Has for the turning radis. not a problem. although with the Hensley, it does give me a extra foot between the TV and TT.


----------



## jtarby (Aug 30, 2007)

Thanks for the comments, as luck would have it, the Yakima rack that I have for my Subaru has the same mounting brackets as what the Tahoe uses. I was able to use that this past week for a 3 day trip by putting two bikes on top of the Tahoe and two inside.

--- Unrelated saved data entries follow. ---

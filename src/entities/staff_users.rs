use chrono::{DateTime, Utc};
use sea_orm::entity::prelude::*;

#[derive(Clone, Debug, PartialEq, DeriveEntityModel, Eq)]
#[sea_orm(table_name = "staff_users")]
pub struct Model {
    #[sea_orm(primary_key)]
    pub id: i64,
    #[sea_orm(unique)]
    pub email: String,
    pub password_hash: String,
    pub first_name: String,
    pub last_name: String,
    pub is_active: bool,
    pub is_staff: bool,
    pub read_only: bool,
    pub subscribers_management: bool,
    pub reporting_and_monitoring: bool,
    pub date_joined: DateTime<Utc>,
    pub last_login: Option<DateTime<Utc>>,
}

impl Model {
    /// Whether this staff member may create, edit, delete or activate records.
    pub fn can_manage(&self) -> bool {
        self.is_active && (self.is_staff || self.subscribers_management)
    }

    pub fn full_name(&self) -> String {
        format!("{} {}", self.first_name, self.last_name)
            .trim()
            .to_string()
    }
}

#[derive(Copy, Clone, Debug, EnumIter, DeriveRelation)]
pub enum Relation {}

impl ActiveModelBehavior for ActiveModel {}
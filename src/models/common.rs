use serde::{Deserialize, Serialize};
use utoipa::{IntoParams, ToSchema};

#[derive(Debug, Serialize, Deserialize, ToSchema)]
pub struct ApiError {
    pub code: String,
    pub message: String,
}

#[derive(Debug, Clone, Default, Deserialize, IntoParams)]
#[into_params(parameter_in = Query)]
pub struct SearchQuery {
    /// Keyword matched case-insensitively against every column.
    pub q: Option<String>,
}

impl SearchQuery {
    pub fn keyword(&self) -> &str {
        self.q.as_deref().unwrap_or("")
    }
}

/// Result of a delete or cancel; zero means the id matched nothing.
#[derive(Debug, Serialize, Deserialize, ToSchema)]
pub struct AffectedRows {
    pub affected: u64,
}

/// Trims a free-text form value, mapping blank input to `None`.
pub fn normalize(value: Option<String>) -> Option<String> {
    value
        .map(|v| v.trim().to_string())
        .filter(|v| !v.is_empty())
}

#[cfg(test)]
mod tests {
    use super::*;

    #[test]
    fn test_normalize() {
        assert_eq!(normalize(Some("  P1 ".into())), Some("P1".into()));
        assert_eq!(normalize(Some("   ".into())), None);
        assert_eq!(normalize(None), None);
    }

    #[test]
    fn test_search_keyword_defaults_to_empty() {
        assert_eq!(SearchQuery::default().keyword(), "");
    }
}
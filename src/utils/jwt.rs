use crate::error::{AppError, AppResult};
use chrono::{Duration, Utc};
use jsonwebtoken::{Algorithm, DecodingKey, EncodingKey, Header, Validation, decode, encode};
use serde::{Deserialize, Serialize};

#[derive(Debug, Serialize, Deserialize)]
pub struct Claims {
    pub sub: String, // staff user id
    pub email: String,
    pub exp: i64,
    pub iat: i64,
    pub token_type: String, // "access" or "refresh"
}

#[derive(Clone)]
pub struct JwtService {
    encoding_key: EncodingKey,
    decoding_key: DecodingKey,
    access_token_expires_in: i64,
    refresh_token_expires_in: i64,
}

impl JwtService {
    pub fn new(secret: &str, access_expires_in: i64, refresh_expires_in: i64) -> Self {
        Self {
            encoding_key: EncodingKey::from_secret(secret.as_bytes()),
            decoding_key: DecodingKey::from_secret(secret.as_bytes()),
            access_token_expires_in: access_expires_in,
            refresh_token_expires_in: refresh_expires_in,
        }
    }

    fn generate_token(
        &self,
        staff_id: i64,
        email: &str,
        token_type: &str,
        expires_in: i64,
    ) -> AppResult<String> {
        let now = Utc::now();
        let exp = now + Duration::seconds(expires_in);

        let claims = Claims {
            sub: staff_id.to_string(),
            email: email.to_string(),
            exp: exp.timestamp(),
            iat: now.timestamp(),
            token_type: token_type.to_string(),
        };

        encode(&Header::default(), &claims, &self.encoding_key).map_err(AppError::JwtError)
    }

    pub fn generate_access_token(&self, staff_id: i64, email: &str) -> AppResult<String> {
        self.generate_token(staff_id, email, "access", self.access_token_expires_in)
    }

    pub fn generate_refresh_token(&self, staff_id: i64, email: &str) -> AppResult<String> {
        self.generate_token(staff_id, email, "refresh", self.refresh_token_expires_in)
    }

    pub fn verify_token(&self, token: &str) -> AppResult<Claims> {
        let validation = Validation::new(Algorithm::HS256);
        decode::<Claims>(token, &self.decoding_key, &validation)
            .map(|data| data.claims)
            .map_err(AppError::JwtError)
    }

    pub fn verify_access_token(&self, token: &str) -> AppResult<Claims> {
        let claims = self.verify_token(token)?;

        if claims.token_type != "access" {
            return Err(AppError::AuthError("Invalid access token type".to_string()));
        }

        Ok(claims)
    }

    pub fn verify_refresh_token(&self, token: &str) -> AppResult<Claims> {
        let claims = self.verify_token(token)?;

        if claims.token_type != "refresh" {
            return Err(AppError::AuthError("Invalid refresh token type".to_string()));
        }

        Ok(claims)
    }

    pub fn get_access_token_expires_in(&self) -> i64 {
        self.access_token_expires_in
    }
}

#[cfg(test)]
mod tests {
    use super::*;

    #[test]
    fn test_access_token_round_trip() {
        let jwt = JwtService::new("test-secret", 60, 120);
        let token = jwt.generate_access_token(42, "ops@stc.example").unwrap();
        let claims = jwt.verify_access_token(&token).unwrap();
        assert_eq!(claims.sub, "42");
        assert_eq!(claims.email, "ops@stc.example");
    }

    #[test]
    fn test_token_types_are_not_interchangeable() {
        let jwt = JwtService::new("test-secret", 60, 120);
        let refresh = jwt.generate_refresh_token(1, "a@b.c").unwrap();
        let access = jwt.generate_access_token(1, "a@b.c").unwrap();
        assert!(jwt.verify_access_token(&refresh).is_err());
        assert!(jwt.verify_refresh_token(&access).is_err());
    }

    #[test]
    fn test_foreign_secret_rejected() {
        let issuer = JwtService::new("one", 60, 120);
        let verifier = JwtService::new("two", 60, 120);
        let token = issuer.generate_access_token(1, "a@b.c").unwrap();
        assert!(matches!(
            verifier.verify_access_token(&token),
            Err(AppError::JwtError(_))
        ));
    }
}
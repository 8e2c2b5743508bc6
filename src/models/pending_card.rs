//! Request types for the staging tables that hold cards awaiting activation.

use crate::entities::{
    AccountType, nullspeed_cafe_entity as nullspeed_cafe,
    nullspeed_regular_entity as nullspeed_regular, prepaid_card_entity as prepaid_cards,
};
use crate::error::{AppError, AppResult};
use crate::models::normalize;
use sea_orm::{ActiveValue::NotSet, Set};
use serde::{Deserialize, Serialize};
use std::str::FromStr;
use utoipa::ToSchema;

/// Staging table selected by the `{table}` path segment.
#[derive(Debug, Clone, Copy, PartialEq, Eq, Serialize, Deserialize, ToSchema)]
#[serde(rename_all = "kebab-case")]
pub enum PendingTable {
    /// `InactivePrepaid`
    Prepaid,
    /// `NullSpeedRegularUsers`
    NullspeedRegular,
    /// `NullSpeedUnusedCafeCards`
    NullspeedCafe,
}

impl PendingTable {
    pub const ALL: [PendingTable; 3] = [
        PendingTable::Prepaid,
        PendingTable::NullspeedRegular,
        PendingTable::NullspeedCafe,
    ];

    /// Account type stamped on subscribers activated from this table.
    pub fn account_type(self) -> AccountType {
        match self {
            PendingTable::Prepaid => AccountType::Prepaid,
            PendingTable::NullspeedRegular => AccountType::NullRegular,
            PendingTable::NullspeedCafe => AccountType::NullCafe,
        }
    }

    pub fn table_name(self) -> &'static str {
        match self {
            PendingTable::Prepaid => "InactivePrepaid",
            PendingTable::NullspeedRegular => "NullSpeedRegularUsers",
            PendingTable::NullspeedCafe => "NullSpeedUnusedCafeCards",
        }
    }

    /// Human readable name used in response messages.
    pub fn label(self) -> &'static str {
        match self {
            PendingTable::Prepaid => "Inactive prepaid card",
            PendingTable::NullspeedRegular => "Null speed regular user",
            PendingTable::NullspeedCafe => "Null speed cafe card",
        }
    }

    pub fn as_str(self) -> &'static str {
        match self {
            PendingTable::Prepaid => "prepaid",
            PendingTable::NullspeedRegular => "nullspeed-regular",
            PendingTable::NullspeedCafe => "nullspeed-cafe",
        }
    }
}

impl std::fmt::Display for PendingTable {
    fn fmt(&self, f: &mut std::fmt::Formatter<'_>) -> std::fmt::Result {
        f.write_str(self.as_str())
    }
}

impl FromStr for PendingTable {
    type Err = AppError;

    fn from_str(s: &str) -> Result<Self, Self::Err> {
        PendingTable::ALL
            .into_iter()
            .find(|table| table.as_str() == s)
            .ok_or_else(|| AppError::NotFound(format!("Unknown pending table: {s}")))
    }
}

/// Body for creating or editing an `InactivePrepaid` row.
#[derive(Debug, Clone, Default, Serialize, Deserialize, ToSchema)]
pub struct PrepaidCardForm {
    pub code: Option<String>,
    pub card_type: Option<String>,
    pub account_type: Option<String>,
    pub hours: Option<String>,
    pub generation_date: Option<String>,
    pub usage_date: Option<String>,
    pub user_login: Option<String>,
    pub dealer: Option<String>,
    pub sell_date: Option<String>,
    pub sell_price: Option<String>,
    pub track_number: Option<String>,
    pub mark_del: Option<String>,
    pub promo_id: Option<String>,
    pub promo_collected: Option<String>,
    pub card_promo_days: Option<String>,
    pub over_active: Option<String>,
    pub transferred_days: Option<String>,
    #[schema(example = "P1")]
    pub type_id: Option<String>,
    pub speed: Option<String>,
    pub package: Option<String>,
}

impl PrepaidCardForm {
    pub fn validate(&self) -> AppResult<()> {
        if let Some(login) = &self.user_login
            && login.trim().len() > 40
        {
            return Err(AppError::ValidationError(
                "userlogin must be at most 40 characters".to_string(),
            ));
        }
        Ok(())
    }

    pub fn into_active_model(self) -> prepaid_cards::ActiveModel {
        prepaid_cards::ActiveModel {
            id: NotSet,
            code: Set(normalize(self.code)),
            card_type: Set(normalize(self.card_type)),
            account_type: Set(normalize(self.account_type)),
            hours: Set(normalize(self.hours)),
            generation_date: Set(normalize(self.generation_date)),
            usage_date: Set(normalize(self.usage_date)),
            user_login: Set(normalize(self.user_login)),
            dealer: Set(normalize(self.dealer)),
            sell_date: Set(normalize(self.sell_date)),
            sell_price: Set(normalize(self.sell_price)),
            track_number: Set(normalize(self.track_number)),
            mark_del: Set(normalize(self.mark_del)),
            promo_id: Set(normalize(self.promo_id)),
            promo_collected: Set(normalize(self.promo_collected)),
            card_promo_days: Set(normalize(self.card_promo_days)),
            over_active: Set(normalize(self.over_active)),
            transferred_days: Set(normalize(self.transferred_days)),
            type_id: Set(normalize(self.type_id)),
            speed: Set(normalize(self.speed)),
            package: Set(normalize(self.package)),
        }
    }
}

/// Body for creating or editing a row of either null-speed table.
#[derive(Debug, Clone, Default, Serialize, Deserialize, ToSchema)]
pub struct NullSpeedForm {
    #[schema(example = "user7")]
    pub user_login: String,
    pub time_banking: Option<String>,
    pub free_time: Option<String>,
    pub end_of_subscription: Option<String>,
    pub password: Option<String>,
    pub framed_ip: Option<String>,
    pub login_limit: Option<String>,
    pub roaming: Option<String>,
    pub status: Option<String>,
    pub old_domain: Option<String>,
    pub new_domain: Option<String>,
    pub called_station_id: Option<String>,
    pub pool_hint: Option<String>,
    #[schema(example = "P1")]
    pub type_id: Option<String>,
    pub speed: Option<String>,
    pub package: Option<String>,
    pub username: Option<String>,
    pub user_telephone: Option<String>,
    pub user_nationality: Option<String>,
    pub id_number: Option<String>,
    pub id_type: Option<String>,
    pub mobile: Option<String>,
    pub email: Option<String>,
}

impl NullSpeedForm {
    pub fn validate(&self, table: PendingTable) -> AppResult<()> {
        let login = self.user_login.trim();
        if login.is_empty() {
            return Err(AppError::ValidationError("userlogin is required".to_string()));
        }
        if login.len() > 40 {
            return Err(AppError::ValidationError(
                "userlogin must be at most 40 characters".to_string(),
            ));
        }
        if table == PendingTable::NullspeedCafe {
            for (name, value) in [
                ("typeid", &self.type_id),
                ("speed", &self.speed),
                ("package", &self.package),
            ] {
                if value.as_deref().is_none_or(|v| v.trim().is_empty()) {
                    return Err(AppError::ValidationError(format!("{name} is required")));
                }
            }
        }
        Ok(())
    }

    pub fn into_regular_active_model(self) -> nullspeed_regular::ActiveModel {
        nullspeed_regular::ActiveModel {
            id: NotSet,
            user_login: Set(self.user_login.trim().to_string()),
            time_banking: Set(normalize(self.time_banking)),
            free_time: Set(normalize(self.free_time)),
            end_of_subscription: Set(normalize(self.end_of_subscription)),
            password: Set(normalize(self.password)),
            framed_ip: Set(normalize(self.framed_ip)),
            login_limit: Set(normalize(self.login_limit)),
            roaming: Set(normalize(self.roaming)),
            status: Set(normalize(self.status)),
            old_domain: Set(normalize(self.old_domain)),
            new_domain: Set(normalize(self.new_domain)),
            called_station_id: Set(normalize(self.called_station_id)),
            pool_hint: Set(normalize(self.pool_hint)),
            type_id: Set(normalize(self.type_id)),
            speed: Set(normalize(self.speed)),
            package: Set(normalize(self.package)),
            username: Set(normalize(self.username)),
            user_telephone: Set(normalize(self.user_telephone)),
            user_nationality: Set(normalize(self.user_nationality)),
            id_number: Set(normalize(self.id_number)),
            id_type: Set(normalize(self.id_type)),
            mobile: Set(normalize(self.mobile)),
            email: Set(normalize(self.email)),
        }
    }

    pub fn into_cafe_active_model(self) -> nullspeed_cafe::ActiveModel {
        nullspeed_cafe::ActiveModel {
            id: NotSet,
            user_login: Set(self.user_login.trim().to_string()),
            time_banking: Set(normalize(self.time_banking)),
            free_time: Set(normalize(self.free_time)),
            end_of_subscription: Set(normalize(self.end_of_subscription)),
            password: Set(normalize(self.password)),
            framed_ip: Set(normalize(self.framed_ip)),
            login_limit: Set(normalize(self.login_limit)),
            roaming: Set(normalize(self.roaming)),
            status: Set(normalize(self.status)),
            old_domain: Set(normalize(self.old_domain)),
            new_domain: Set(normalize(self.new_domain)),
            called_station_id: Set(normalize(self.called_station_id)),
            pool_hint: Set(normalize(self.pool_hint)),
            type_id: Set(normalize(self.type_id)),
            speed: Set(normalize(self.speed)),
            package: Set(normalize(self.package)),
            username: Set(normalize(self.username)),
            user_telephone: Set(normalize(self.user_telephone)),
            user_nationality: Set(normalize(self.user_nationality)),
            id_number: Set(normalize(self.id_number)),
            id_type: Set(normalize(self.id_type)),
            mobile: Set(normalize(self.mobile)),
            email: Set(normalize(self.email)),
        }
    }
}

/// A row from any staging table.
#[derive(Debug, Clone, Serialize)]
#[serde(untagged)]
pub enum PendingRecord {
    Prepaid(prepaid_cards::Model),
    NullspeedRegular(nullspeed_regular::Model),
    NullspeedCafe(nullspeed_cafe::Model),
}

impl PendingRecord {
    pub fn id(&self) -> i64 {
        match self {
            PendingRecord::Prepaid(m) => m.id,
            PendingRecord::NullspeedRegular(m) => m.id,
            PendingRecord::NullspeedCafe(m) => m.id,
        }
    }
}

#[cfg(test)]
mod tests {
    use super::*;

    #[test]
    fn test_table_selector() {
        assert_eq!(
            "nullspeed-cafe".parse::<PendingTable>().unwrap(),
            PendingTable::NullspeedCafe
        );
        assert!(matches!(
            "cafe".parse::<PendingTable>(),
            Err(AppError::NotFound(_))
        ));
        for table in PendingTable::ALL {
            assert_eq!(table.as_str().parse::<PendingTable>().unwrap(), table);
        }
    }

    #[test]
    fn test_account_type_per_table() {
        assert_eq!(PendingTable::Prepaid.account_type(), AccountType::Prepaid);
        assert_eq!(
            PendingTable::NullspeedRegular.account_type(),
            AccountType::NullRegular
        );
        assert_eq!(
            PendingTable::NullspeedCafe.account_type(),
            AccountType::NullCafe
        );
    }

    #[test]
    fn test_cafe_form_requires_package_fields() {
        let form = NullSpeedForm {
            user_login: "cafe1".into(),
            type_id: Some("P1".into()),
            speed: Some("4M".into()),
            ..Default::default()
        };
        assert!(form.validate(PendingTable::NullspeedRegular).is_ok());
        let err = form.validate(PendingTable::NullspeedCafe).unwrap_err();
        assert!(err.to_string().contains("package"));
    }

    #[test]
    fn test_prepaid_form_login_optional() {
        assert!(PrepaidCardForm::default().validate().is_ok());
        let am = PrepaidCardForm {
            user_login: Some(" user7 ".into()),
            type_id: Some("P1".into()),
            ..Default::default()
        }
        .into_active_model();
        assert_eq!(am.user_login, Set(Some("user7".to_string())));
        assert_eq!(am.id, NotSet);
    }
}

Putting the bikes on top was something of a circus balancing act, I could have sold tickets.

I took a closer look at the clearance on the back with the trailer hooked up and I really don't think the Enterprise carrier I was looking at will work, besides, once I have it mounted there is no longer any way I could get the rear gate open, even without bikes on it, and once the bikes are on I doubt I could get the glass open.

I think I'm going to end up with all 4 bikes on top and just resign myself to the fact that I'll always be the one loading and unloading them.


----------



## kycamper (Jun 1, 2008)

jtarby said:


> Thanks for the comments, as luck would have it, the Yakima rack that I have for my Subaru has the same mounting brackets as what the Tahoe uses. I was able to use that this past week for a 3 day trip by putting two bikes on top of the Tahoe and two inside. Putting the bikes on top was something of a circus balancing act, I could have sold tickets.
> 
> I took a closer look at the clearance on the back with the trailer hooked up and I really don't think the Enterprise carrier I was looking at will work, besides, once I have it mounted there is no longer any way I could get the rear gate open, even without bikes on it, and once the bikes are on I doubt I could get the glass open.
> 
> I think I'm going to end up with all 4 bikes on top and just resign myself to the fact that I'll always be the one loading and unloading them.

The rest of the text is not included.